There is also the depiction of memories. Inside Out imagines them as colour-coded, marble-like spheres maintained in a massive storage facility. (It looks a little bit like the sprawling Department of Mysteries, in Harry Potter.) Crucially, they’re not fixed; a visit from Sadness can turn a happy memory sad, an aspect of the film that’s been praised by neuroscientists. That’s right on, said Dr Chin: “Memories are not so concrete... I think they did a good job of capturing that memories can be reframed. As therapists we’re often saying, ‘Can you look at this memory and see it from a different perspective.’”
Dr Haddad noticed how Riley became confused by her own bright memories, thinking that a return trip to Minnesota would restore her to happiness without the family that made her happy. “We see children who run away from home because they have fights with their parents, but they miss the point that that connection was what made them happy,” he said.
While washing dishes after seeing the film, Dr Kalikow found himself laughing as he imagined the memories then popping into his head as little marbles. He liked Inside Out’s depiction of the subconscious. “It really does a great job of elucidating, in a way that’s visual, all the different parts of the brain.”
Just as imaginitively, dreams are shown as surreal productions thrown together in a slapdash movie studio, with actors hopping in and out. The resulting dreams shift from happy to sad to frightening with manic abandon. “All things can exist as true simultaneously,” said Dr Oliver Stroeh, the associate director of the Child and Adolescent Psychiatry Residency Training Programme at New York-Presbyterian Hospital. “I thought the idea of filters was particularly clever. There’s presumed objective reality, but then it gets distorted in our minds.”

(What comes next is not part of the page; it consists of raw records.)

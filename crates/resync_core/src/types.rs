//! Core type definitions.

use serde::Serialize;
use std::fmt;
use std::str::FromStr;

/// Position of a change event in a change memory.
///
/// Sequence ids start at 1, are assigned at append time and are
/// strictly increasing without gaps.
#[derive(Debug, Clone, Copy, PartialEq, Eq, PartialOrd, Ord, Hash, Serialize)]
pub struct SequenceId(pub u64);

impl SequenceId {
    /// The id assigned to the first event of an empty change memory.
    pub const FIRST: SequenceId = SequenceId(1);

    /// Creates a new sequence id.
    #[must_use]
    pub const fn new(id: u64) -> Self {
        Self(id)
    }

    /// Returns the raw id value.
    #[must_use]
    pub const fn as_u64(self) -> u64 {
        self.0
    }

    /// The largest id a change memory assigns.
    pub const MAX: SequenceId = SequenceId(u64::MAX);

    /// Returns the next sequence id, saturating at [`SequenceId::MAX`].
    #[must_use]
    pub const fn next(self) -> Self {
        Self(self.0.saturating_add(1))
    }

    /// Returns the next sequence id, or `None` past [`SequenceId::MAX`].
    #[must_use]
    pub const fn checked_next(self) -> Option<Self> {
        match self.0.checked_add(1) {
            Some(id) => Some(Self(id)),
            None => None,
        }
    }
}

impl fmt::Display for SequenceId {
    fn fmt(&self, f: &mut fmt::Formatter<'_>) -> fmt::Result {
        write!(f, "{}", self.0)
    }
}

impl FromStr for SequenceId {
    type Err = std::num::ParseIntError;

    fn from_str(s: &str) -> Result<Self, Self::Err> {
        s.parse().map(Self)
    }
}

/// Kind of mutation recorded by a change event.
#[derive(Debug, Clone, Copy, PartialEq, Eq, Hash, Serialize)]
#[serde(rename_all = "lowercase")]
pub enum ChangeKind {
    /// Resource was created.
    Create,
    /// Resource was updated.
    Update,
    /// Resource was deleted.
    Delete,
}

impl ChangeKind {
    /// Returns the wire name of this kind.
    #[must_use]
    pub const fn as_str(self) -> &'static str {
        match self {
            ChangeKind::Create => "create",
            ChangeKind::Update => "update",
            ChangeKind::Delete => "delete",
        }
    }
}

impl fmt::Display for ChangeKind {
    fn fmt(&self, f: &mut fmt::Formatter<'_>) -> fmt::Result {
        f.write_str(self.as_str())
    }
}

/// Error returned when parsing an unknown change kind.
#[derive(Debug, Clone, PartialEq, Eq)]
pub struct UnknownChangeKind(pub String);

impl fmt::Display for UnknownChangeKind {
    fn fmt(&self, f: &mut fmt::Formatter<'_>) -> fmt::Result {
        write!(f, "unknown change kind: {:?}", self.0)
    }
}

impl std::error::Error for UnknownChangeKind {}

impl FromStr for ChangeKind {
    type Err = UnknownChangeKind;

    fn from_str(s: &str) -> Result<Self, Self::Err> {
        match s.to_ascii_lowercase().as_str() {
            "create" => Ok(ChangeKind::Create),
            "update" => Ok(ChangeKind::Update),
            "delete" => Ok(ChangeKind::Delete),
            _ => Err(UnknownChangeKind(s.to_string())),
        }
    }
}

Every psychiatrist seemed to love the film, even with its non-scientific quirks and oddities. But some of them issued disclaimers.
“There are no little people in children’s heads pushing buttons and controlling emotions,” Dr Joseph stressed. “But I thought that the spirit of it was in the right place.”
“It was fun to see the few trillion synapses that are in a person’s brain be reduced to funny little characters and a graphic typography of mountains and holes and buildings and islands,” said Dr Kalikow. “It shouldn’t replace neuro-anatomy in medical school,” he said. “But it’s still a lot of fun to watch.”